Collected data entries
******

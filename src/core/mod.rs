//=========================================================================
// Core
//
// Platform-independent subsystems driven by the app's frame loop.
//
// Layering (leaves first):
// ```text
//  math, clock, error, quit
//    ↓
//  event_system, input, audio, renderer
//    ↓
//  window (needs platform_bridge + renderer)
//    ↓
//  context (AppContext bundles the above)
//    ↓
//  game (reads/writes AppContext each frame)
// ```
//
// Nothing in `core` talks to the OS; the winit backend lives in
// `crate::platform` behind `platform_bridge::Platform`.
//
//=========================================================================

//=== Module Declarations =================================================

pub mod audio;
pub mod clock;
pub mod context;
pub mod error;
pub mod event_system;
pub mod game;
pub mod input;
pub mod math;
pub mod platform_bridge;
pub mod quit;
pub mod renderer;
pub mod window;

#[cfg(test)]
pub(crate) mod testing;
//=========================================================================
// Platform Bridge
//=========================================================================
//
// Bridges the OS window layer (winit) with the app.
//
// Components:
// - `interface`: the `Platform` trait and the `PlatformEvent` contract
// - `event_collector`: app-side draining of the event channel
//
//=========================================================================

//=== Module Declarations =================================================

pub(crate) mod event_collector;
pub(crate) mod interface;

//=== Public API ==========================================================

pub use interface::{Platform, PlatformEvent, WindowRequest};

//=== Internal API ========================================================

pub(crate) use event_collector::{EventCollector, TickControl};
pub(crate) use interface::send_event;
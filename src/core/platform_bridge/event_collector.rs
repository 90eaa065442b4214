//=========================================================================
// Event Collector
//=========================================================================
//
// App-side drain of the platform event channel.
//
// Architecture:
//   Receiver<PlatformEvent> → collect_frame() ─┬─ input_batches  → InputSystem
//                                              └─ window_events  → App
//                                       → TickControl
//
// Draining is bounded per frame so a flooding platform cannot starve the
// frame loop; leftovers are picked up next frame.
//
//=========================================================================

//=== External Dependencies ===============================================

use crossbeam_channel::{Receiver, TryRecvError};
use log::{debug, warn};

//=== Internal Dependencies ===============================================

use super::PlatformEvent;
use crate::core::input::event::InputEvent;

//=== TickControl =========================================================

/// Frame loop control signal.
#[derive(Debug, Clone, Copy, PartialEq, Eq)]
pub(crate) enum TickControl {
    Continue,
    Exit,
}

//=== EventCollector ======================================================

pub(crate) struct EventCollector {
    receiver: Receiver<PlatformEvent>,
    input_batches: Vec<Vec<InputEvent>>,
    window_events: Vec<PlatformEvent>,
}

impl EventCollector {
    const MAX_EVENTS_PER_FRAME: usize = 512;

    pub(crate) fn new(receiver: Receiver<PlatformEvent>) -> Self {
        Self {
            receiver,
            input_batches: Vec::with_capacity(4),
            window_events: Vec::new(),
        }
    }

    /// Collects pending platform events.
    ///
    /// Returns `Exit` when the platform is gone (channel disconnected or
    /// event loop exited); events collected before that are still kept.
    pub(crate) fn collect_frame(&mut self) -> TickControl {
        self.input_batches.clear();
        self.window_events.clear();
        let mut drained = 0;

        while drained < Self::MAX_EVENTS_PER_FRAME {
            match self.receiver.try_recv() {
                Ok(event) => {
                    drained += 1;
                    if self.handle_event(event) == TickControl::Exit {
                        return TickControl::Exit;
                    }
                }
                Err(TryRecvError::Disconnected) => {
                    debug!(target: "app", "Platform event channel disconnected");
                    return TickControl::Exit;
                }
                Err(TryRecvError::Empty) => break,
            }
        }

        if drained >= Self::MAX_EVENTS_PER_FRAME {
            warn!(target: "app", "Event queue backlog: drained {} events this frame", drained);
        }

        TickControl::Continue
    }

    pub(crate) fn batches(&self) -> &[Vec<InputEvent>] {
        &self.input_batches
    }

    /// Takes this frame's window events, leaving an empty list.
    pub(crate) fn take_window_events(&mut self) -> Vec<PlatformEvent> {
        std::mem::take(&mut self.window_events)
    }

    fn handle_event(&mut self, event: PlatformEvent) -> TickControl {
        match event {
            PlatformEvent::Inputs { discrete, continuous } => {
                if !discrete.is_empty() {
                    self.input_batches.push(discrete);
                }
                if !continuous.is_empty() {
                    self.input_batches.push(continuous);
                }
                TickControl::Continue
            }
            PlatformEvent::LoopExited => TickControl::Exit,
            other => {
                self.window_events.push(other);
                TickControl::Continue
            }
        }
    }
}

//=========================================================================
// Unit Tests
//=========================================================================
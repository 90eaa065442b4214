//=========================================================================
// Multiwin Binary Entry Point
//=========================================================================
//
// Installs the logger, builds the default app and runs it.
// Exit code 0 on a clean shutdown, 1 when startup fails.
//
// Log level defaults to `info`; override with `RUST_LOG`, e.g.
//   RUST_LOG=window=debug,app=debug multiwin
//
//=========================================================================

use std::process::ExitCode;

use env_logger::Env;
use log::error;

use multiwin::AppBuilder;

fn main() -> ExitCode {
    env_logger::Builder::from_env(Env::default().default_filter_or("info")).init();

    let mut app = AppBuilder::new().build();
    match app.run() {
        Ok(()) => ExitCode::SUCCESS,
        Err(e) => {
            error!(target: "app", "Exiting: {}", e);
            ExitCode::FAILURE
        }
    }
}
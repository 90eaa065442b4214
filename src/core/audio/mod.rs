//=========================================================================
// Audio
//=========================================================================
//
// Audio collaborator contract.
//
// The app only needs cached sound loading and fire-and-forget playback;
// mixing and decoding live behind the `AudioSystem` trait.
//
// Lifecycle: startup() → [begin_frame() → ... → end_frame()]* → shutdown()
//
//=========================================================================

//=== Module Declarations =================================================

mod headless;

//=== Public API ==========================================================

pub use headless::{HeadlessAudio, PlaybackRecord};

//=== Internal Dependencies ===============================================

use crate::core::error::AudioError;

//=== Identifiers =========================================================

/// Cached sound asset. Stable for the lifetime of the audio system.
#[derive(Debug, Clone, Copy, PartialEq, Eq, Hash, PartialOrd, Ord)]
pub struct SoundId(pub(crate) u32);

/// One started playback of a sound.
#[derive(Debug, Clone, Copy, PartialEq, Eq, Hash)]
pub struct PlaybackId(pub(crate) u64);

//=== SoundDimension ======================================================

/// Whether a sound is positional.
#[derive(Debug, Clone, Copy, PartialEq, Eq, Hash, Default)]
pub enum SoundDimension {
    #[default]
    Sound2D,
    Sound3D,
}

//=== SoundPlayback =======================================================

/// Playback parameters for [`AudioSystem::start_sound`].
///
/// Defaults: not looped, volume 1.0, centered pan, normal speed.
#[derive(Debug, Clone, Copy, PartialEq)]
pub struct SoundPlayback {
    pub looped: bool,
    /// Linear gain, 0.0 silent to 1.0 full.
    pub volume: f32,
    /// -1.0 left to +1.0 right.
    pub balance: f32,
    /// Playback rate multiplier.
    pub speed: f32,
}

impl SoundPlayback {
    /// Builder-style speed override.
    pub fn with_speed(mut self, speed: f32) -> Self {
        self.speed = speed;
        self
    }
}

impl Default for SoundPlayback {
    fn default() -> Self {
        Self {
            looped: false,
            volume: 1.0,
            balance: 0.0,
            speed: 1.0,
        }
    }
}

//=== AudioSystem =========================================================

/// Sound loading and playback.
pub trait AudioSystem {
    fn startup(&mut self) -> Result<(), AudioError>;
    fn shutdown(&mut self);

    fn begin_frame(&mut self);
    fn end_frame(&mut self);

    /// Loads `path` once; later calls with the same path return the same id.
    fn create_or_get_sound(
        &mut self,
        path: &str,
        dimension: SoundDimension,
    ) -> Result<SoundId, AudioError>;

    fn start_sound(&mut self, sound: SoundId, playback: SoundPlayback)
        -> Result<PlaybackId, AudioError>;

    /// Stops a playback. Unknown or finished playbacks are ignored.
    fn stop_sound(&mut self, playback: PlaybackId);
}

//=========================================================================
// Unit Tests
//=========================================================================
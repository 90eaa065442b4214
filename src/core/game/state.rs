//=========================================================================
// Game State
//=========================================================================

//=== External Dependencies ===============================================

use std::fmt;

//=== GameState ===========================================================

#[derive(Debug, Clone, Copy, PartialEq, Eq, Hash, Default)]
pub enum GameState {
    /// Title screen. Windows can be pushed around; ESC quits.
    #[default]
    Attract,
    /// Gameplay. ESC returns to the attract screen.
    Game,
}

impl GameState {
    /// Label carried in `OnGameStateChanged` arguments.
    pub fn as_str(self) -> &'static str {
        match self {
            Self::Attract => "ATTRACT",
            Self::Game => "GAME",
        }
    }

    /// Inverse of [`as_str`](Self::as_str).
    pub fn from_label(label: &str) -> Option<Self> {
        match label {
            "ATTRACT" => Some(Self::Attract),
            "GAME" => Some(Self::Game),
            _ => None,
        }
    }
}

impl fmt::Display for GameState {
    fn fmt(&self, f: &mut fmt::Formatter<'_>) -> fmt::Result {
        f.write_str(self.as_str())
    }
}

//=========================================================================
// Unit Tests
//=========================================================================
//=========================================================================
// Math Primitives
//=========================================================================
//
// Box and folding helpers on top of `glam` vectors, shared by windows,
// cameras and vertex helpers.
//
// Screen space is y-up with (0,0) at the bottom-left for cameras and
// vertex data; window positions use the platform's desktop convention
// (pixels, top-left origin).
//
//=========================================================================

//=== External Dependencies ===============================================

use glam::{IVec2, Vec2};

//=== Aabb2 ===============================================================

/// Axis-aligned 2D box.
#[derive(Debug, Clone, Copy, PartialEq, Default)]
pub struct Aabb2 {
    pub mins: Vec2,
    pub maxs: Vec2,
}

impl Aabb2 {
    pub const ZERO_TO_ONE: Self = Self {
        mins: Vec2::ZERO,
        maxs: Vec2::ONE,
    };

    pub const fn new(mins: Vec2, maxs: Vec2) -> Self {
        Self { mins, maxs }
    }

    pub fn dimensions(&self) -> Vec2 {
        self.maxs - self.mins
    }

    pub fn center(&self) -> Vec2 {
        (self.mins + self.maxs) * 0.5
    }
}

//=== Helpers =============================================================

/// True when either component is zero or negative (e.g. minimized window).
pub fn is_degenerate(dimensions: IVec2) -> bool {
    dimensions.x <= 0 || dimensions.y <= 0
}

/// Folds `value` into `[0, range]`, bouncing back and forth as it grows.
///
/// A non-positive `range` disables folding and returns `value` unchanged.
pub fn ping_pong(value: f32, range: f32) -> f32 {
    if range <= 0.0 {
        return value;
    }
    let period = 2.0 * range;
    let folded = value.rem_euclid(period);
    if folded <= range {
        folded
    } else {
        period - folded
    }
}

/// Reduces `value` to one `ping_pong` period, keeping `ping_pong(value, range)`
/// unchanged. A non-positive `range` returns `value` as is.
pub fn wrap_ping_pong_period(value: f32, range: f32) -> f32 {
    if range <= 0.0 {
        return value;
    }
    value.rem_euclid(2.0 * range)
}

//=========================================================================
// Unit Tests
//=========================================================================
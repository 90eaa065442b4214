//=========================================================================
// App
//=========================================================================
//
// Owns every subsystem and drives the frame loop.
//
// Lifecycle:
// ```text
//   startup:   Events → Input → Platform → Renderer → DebugRender → Audio → Game
//              then request the startup windows and pump once
//   frame:     BeginFrame → Update → Render → EndFrame
//   shutdown:  per-window release, then the started stages in reverse
// ```
//
// Only stages that started successfully are recorded, so a failed startup
// still tears down exactly what it brought up.
//
//=========================================================================

//=== External Dependencies ===============================================

use std::time::{Duration, Instant};

use crossbeam_channel::bounded;
use log::{debug, error, info, warn};

//=== Internal Dependencies ===============================================

use super::builder::{AppConfig, TimeSource};
use crate::core::audio::AudioSystem;
use crate::core::clock::Clock;
use crate::core::context::AppContext;
use crate::core::error::AppError;
use crate::core::event_system::{
    EventArgs, EventSystem, SubscriptionId, EVENT_CLOSE_BUTTON_CLICKED, EVENT_QUIT,
    EVENT_WINDOW_SIZE_CHANGED,
};
use crate::core::game::Game;
use crate::core::input::{InputSystem, KeyCode};
use crate::core::platform_bridge::{
    EventCollector, Platform, PlatformEvent, TickControl, WindowRequest,
};
use crate::core::quit::{QuitReason, QuitSignal};
use crate::core::renderer::{DebugRenderSystem, Renderer, Rgba8};
use crate::core::window::WindowCollection;

//=== Stage ===============================================================

/// Subsystems in startup order.
#[derive(Debug, Clone, Copy, PartialEq, Eq)]
enum Stage {
    Events,
    Input,
    Platform,
    Renderer,
    DebugRender,
    Audio,
    Game,
}

//=== LoopState ===========================================================

#[derive(Debug, Clone, Copy, PartialEq, Eq)]
pub enum LoopState {
    Running,
    Quitting,
}

//=== App =================================================================

/// The application: subsystems, windows and the game.
///
/// Create with [`AppBuilder`](super::AppBuilder), then call [`App::run`].
/// Dropping a started app shuts it down.
pub struct App {
    config: AppConfig,
    platform: Box<dyn Platform>,
    ctx: AppContext,
    game: Option<Game>,
    collector: Option<EventCollector>,
    started: Vec<Stage>,
    subscriptions: Vec<SubscriptionId>,
    windows_requested: usize,
}

impl App {
    //--- Construction -----------------------------------------------------

    pub(crate) fn new(
        config: AppConfig,
        platform: Box<dyn Platform>,
        renderer: Box<dyn Renderer>,
        audio: Box<dyn AudioSystem>,
    ) -> Self {
        let ctx = AppContext {
            events: EventSystem::new(),
            input: InputSystem::new(),
            renderer,
            debug_render: DebugRenderSystem::new(),
            audio,
            windows: WindowCollection::new(config.drift_speed, config.drift_range),
            system_clock: Clock::with_max_delta(config.max_delta_seconds),
            quit: QuitSignal::new(),
        };

        Self {
            config,
            platform,
            ctx,
            game: None,
            collector: None,
            started: Vec::with_capacity(7),
            subscriptions: Vec::new(),
            windows_requested: 0,
        }
    }

    //--- Accessors --------------------------------------------------------

    pub fn config(&self) -> &AppConfig {
        &self.config
    }

    pub fn context(&self) -> &AppContext {
        &self.ctx
    }

    pub fn context_mut(&mut self) -> &mut AppContext {
        &mut self.ctx
    }

    /// The game, once startup has reached it.
    pub fn game(&self) -> Option<&Game> {
        self.game.as_ref()
    }

    pub fn is_started(&self) -> bool {
        !self.started.is_empty()
    }

    pub fn loop_state(&self) -> LoopState {
        if self.ctx.quit.is_requested() {
            LoopState::Quitting
        } else {
            LoopState::Running
        }
    }

    //--- Execution --------------------------------------------------------

    /// Starts up, runs frames until quit is requested, then shuts down.
    ///
    /// A startup failure tears down whatever had started and is returned.
    pub fn run(&mut self) -> Result<(), AppError> {
        if let Err(e) = self.startup() {
            error!(target: "app", "Startup failed: {}", e);
            if !matches!(e, AppError::AlreadyStarted) {
                self.shutdown();
            }
            return Err(e);
        }

        self.run_main_loop();
        self.shutdown();
        Ok(())
    }

    //--- Lifecycle --------------------------------------------------------

    /// Starts every subsystem in dependency order and opens the startup
    /// windows.
    ///
    /// On error the stages started so far stay recorded; call
    /// [`shutdown`](Self::shutdown) to release them.
    pub fn startup(&mut self) -> Result<(), AppError> {
        if self.is_started() {
            return Err(AppError::AlreadyStarted);
        }
        info!(target: "app", "Starting '{}'", self.config.title);

        self.ctx.events.startup();
        self.subscribe_quit_handlers();
        self.started.push(Stage::Events);

        self.ctx.input.startup();
        self.started.push(Stage::Input);

        let (tx, rx) = bounded(self.config.channel_capacity);
        self.platform.startup(tx)?;
        self.collector = Some(EventCollector::new(rx));
        self.started.push(Stage::Platform);

        self.ctx.renderer.startup()?;
        self.started.push(Stage::Renderer);

        self.ctx.debug_render.startup(self.ctx.renderer.as_mut())?;
        self.started.push(Stage::DebugRender);

        self.ctx.audio.startup()?;
        self.started.push(Stage::Audio);

        self.game = Some(Game::new(&mut self.ctx.events, self.config.screen_size));
        self.started.push(Stage::Game);

        self.request_windows(self.config.startup_window_count);
        self.platform.pump_messages();
        self.process_platform_events();

        info!(
            target: "app",
            "Startup complete ({} of {} windows open)",
            self.ctx.windows.len(),
            self.config.startup_window_count
        );
        Ok(())
    }

    /// Releases every window, then shuts the started stages down in reverse.
    ///
    /// Safe to call more than once.
    pub fn shutdown(&mut self) {
        if !self.is_started() {
            return;
        }
        info!(target: "app", "Shutting down");

        self.release_windows();

        while let Some(stage) = self.started.pop() {
            match stage {
                Stage::Game => {
                    if let Some(mut game) = self.game.take() {
                        game.shutdown(&mut self.ctx.events);
                    }
                }
                Stage::Audio => self.ctx.audio.shutdown(),
                Stage::DebugRender => self.ctx.debug_render.shutdown(),
                Stage::Renderer => self.ctx.renderer.shutdown(),
                Stage::Platform => {
                    self.platform.shutdown();
                    self.collector = None;
                }
                Stage::Input => self.ctx.input.shutdown(),
                Stage::Events => {
                    for id in self.subscriptions.drain(..) {
                        self.ctx.events.unsubscribe(id);
                    }
                    self.ctx.events.shutdown();
                }
            }
            debug!(target: "app", "{:?} shut down", stage);
        }

        info!(target: "app", "Shutdown complete");
    }

    fn subscribe_quit_handlers(&mut self) {
        let quit = self.ctx.quit.clone();
        let close = self.ctx.events.subscribe(EVENT_CLOSE_BUTTON_CLICKED, move |_| {
            quit.request(QuitReason::CloseButton);
            true
        });

        let quit = self.ctx.quit.clone();
        let command = self.ctx.events.subscribe(EVENT_QUIT, move |_| {
            quit.request(QuitReason::Command);
            true
        });

        self.subscriptions.extend([close, command]);
    }

    fn release_windows(&mut self) {
        for mut window in self.ctx.windows.drain() {
            let handle = window.handle();
            if let Some(context) = window.take_display_context() {
                self.platform.release_display_context(context);
            }
            if window.has_swap_chain() {
                self.ctx.renderer.destroy_window_swap_chain(handle);
            }
            self.platform.destroy_window(handle);
        }
    }

    //--- Frame Loop -------------------------------------------------------

    /// Runs frames until quit is requested.
    ///
    /// The quit flag is only checked between frames, so the frame that
    /// requests it always finishes.
    pub fn run_main_loop(&mut self) {
        info!(target: "app", "Entering main loop");

        while self.loop_state() == LoopState::Running {
            let frame_start = Instant::now();
            self.run_frame();
            self.pace_frame(frame_start);
        }

        info!(
            target: "app",
            "Main loop exited ({:?}) after {} frames",
            self.ctx.quit.reason(),
            self.ctx.system_clock.frame_count()
        );
    }

    pub fn run_frame(&mut self) {
        self.begin_frame();
        self.update();
        self.render();
        self.end_frame();
    }

    fn begin_frame(&mut self) {
        self.ctx.input.begin_frame();
        self.platform.pump_messages();
        self.process_platform_events();
        self.ctx.input.finalize_frame();

        self.ctx.renderer.begin_frame();
        self.ctx.debug_render.begin_frame();
        self.ctx.audio.begin_frame();
    }

    fn update(&mut self) {
        match self.config.time_source {
            TimeSource::Realtime => self.ctx.system_clock.tick_realtime(),
            TimeSource::Manual(delta) => self
                .ctx
                .system_clock
                .advance(delta.min(self.config.max_delta_seconds)),
        }

        if self.ctx.input.was_key_just_pressed(KeyCode::KeyN) {
            self.request_windows(self.config.interactive_window_count);
        }

        let delta = self.ctx.system_clock.delta_seconds() as f32;
        self.ctx.windows.update_drift(delta * self.config.drift_scale);

        if let Some(game) = self.game.as_mut() {
            game.update(&mut self.ctx);
        }

        for (handle, position) in self.ctx.windows.take_moved() {
            self.platform.set_window_position(handle, position);
        }
    }

    fn render(&mut self) {
        self.ctx.renderer.clear_screen(Rgba8::BLACK);

        if let Some(game) = self.game.as_ref() {
            game.render(&mut self.ctx);
        }

        self.ctx.windows.reconcile_resizes(self.ctx.renderer.as_mut());
        self.ctx.windows.present(self.ctx.renderer.as_mut());
    }

    fn end_frame(&mut self) {
        self.ctx.renderer.end_frame();
        self.ctx.debug_render.end_frame();
        self.ctx.audio.end_frame();
    }

    fn pace_frame(&self, frame_start: Instant) {
        let Some(fps) = self.config.max_fps else {
            return;
        };
        let budget = Duration::from_secs_f64(1.0 / fps);
        let elapsed = frame_start.elapsed();
        if elapsed < budget {
            std::thread::sleep(budget - elapsed);
        }
    }

    //--- Platform Events --------------------------------------------------

    fn process_platform_events(&mut self) {
        let Some(collector) = self.collector.as_mut() else {
            return;
        };

        if collector.collect_frame() == TickControl::Exit {
            self.ctx.quit.request(QuitReason::PlatformLost);
        }
        for batch in collector.batches() {
            self.ctx.input.process_events(batch);
        }
        let window_events = collector.take_window_events();

        for event in window_events {
            self.handle_window_event(event);
        }
    }

    fn handle_window_event(&mut self, event: PlatformEvent) {
        match event {
            PlatformEvent::WindowCreated {
                handle,
                title,
                position,
                client_dimensions,
            } => {
                self.ctx.windows.add_window(
                    handle,
                    title,
                    position,
                    client_dimensions,
                    self.platform.as_mut(),
                    self.ctx.renderer.as_mut(),
                );
            }
            PlatformEvent::WindowCreationFailed { handle, reason } => {
                warn!(target: "app", "Window {} was not created: {}", handle, reason);
            }
            PlatformEvent::WindowResized {
                handle,
                client_dimensions,
            } => {
                if !self.ctx.windows.mark_resized(handle, client_dimensions) {
                    debug!(target: "app", "Resize for unknown window {} ignored", handle);
                    return;
                }
                let mut args = EventArgs::new()
                    .with_value("newWidth", client_dimensions.x)
                    .with_value("newHeight", client_dimensions.y);
                self.ctx.events.fire_event(EVENT_WINDOW_SIZE_CHANGED, &mut args);
            }
            PlatformEvent::CloseRequested { handle } => {
                info!(target: "app", "Close requested for window {}", handle);
                let mut args = EventArgs::new().with_value("window", handle.raw());
                self.ctx.events.fire_event(EVENT_CLOSE_BUTTON_CLICKED, &mut args);
            }
            PlatformEvent::FocusLost { handle } => {
                debug!(target: "app", "Window {} lost focus, releasing held input", handle);
                self.ctx.input.release_all();
            }
            PlatformEvent::Inputs { .. } | PlatformEvent::LoopExited => {}
        }
    }

    fn request_windows(&mut self, count: usize) {
        for _ in 0..count {
            let index = self.windows_requested;
            self.windows_requested += 1;

            let request = WindowRequest {
                title: format!("{} ({})", self.config.title, index + 1),
                position: self.config.window_origin(index),
                client_dimensions: self.config.window_size,
            };
            match self.platform.request_window(request) {
                Ok(handle) => debug!(target: "app", "Requested window {}", handle),
                Err(e) => warn!(target: "app", "Window request {} failed: {}", index + 1, e),
            }
        }
    }
}

impl Drop for App {
    fn drop(&mut self) {
        self.shutdown();
    }
}

//=========================================================================
// Unit Tests
//=========================================================================
//=========================================================================
// Multiwin Library Root
//
// A small real-time app that renders one virtual screen and shows it
// through several drifting OS windows, with an attract/game state machine
// on top.
//
// Responsibilities:
// - Expose the app facade (`App`, `AppBuilder`)
// - Expose the platform-independent subsystems under `core`
// - Keep the winit backend (`platform`) behind the `Platform` trait
//
// Typical usage:
// ```no_run
// use multiwin::AppBuilder;
//
// fn main() {
//     let mut app = AppBuilder::new().build();
//     let _ = app.run();
// }
// ```
//
//=========================================================================

//--- Public Modules ------------------------------------------------------
//
// `core` holds the subsystems (events, input, renderer, audio, windows,
// game) and the collaborator traits. It is public so other backends can be
// plugged in through the builder.
//
pub mod core;
pub mod prelude;

//--- Internal Modules ----------------------------------------------------
//
// `platform` is the winit window manager; apps only see it through
// `core::platform_bridge::Platform`.
//
// `engine` defines the app facade and its frame loop.
//
mod engine;
mod platform;

//--- Public Exports ------------------------------------------------------

pub use engine::{App, AppBuilder, AppConfig, LoopState, TimeSource};
pub use platform::WinitPlatform;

******

* Directions for this task: Your answer should consist only of the number of lines in the entries above that include "Lifecycle".

* Problem solution: 3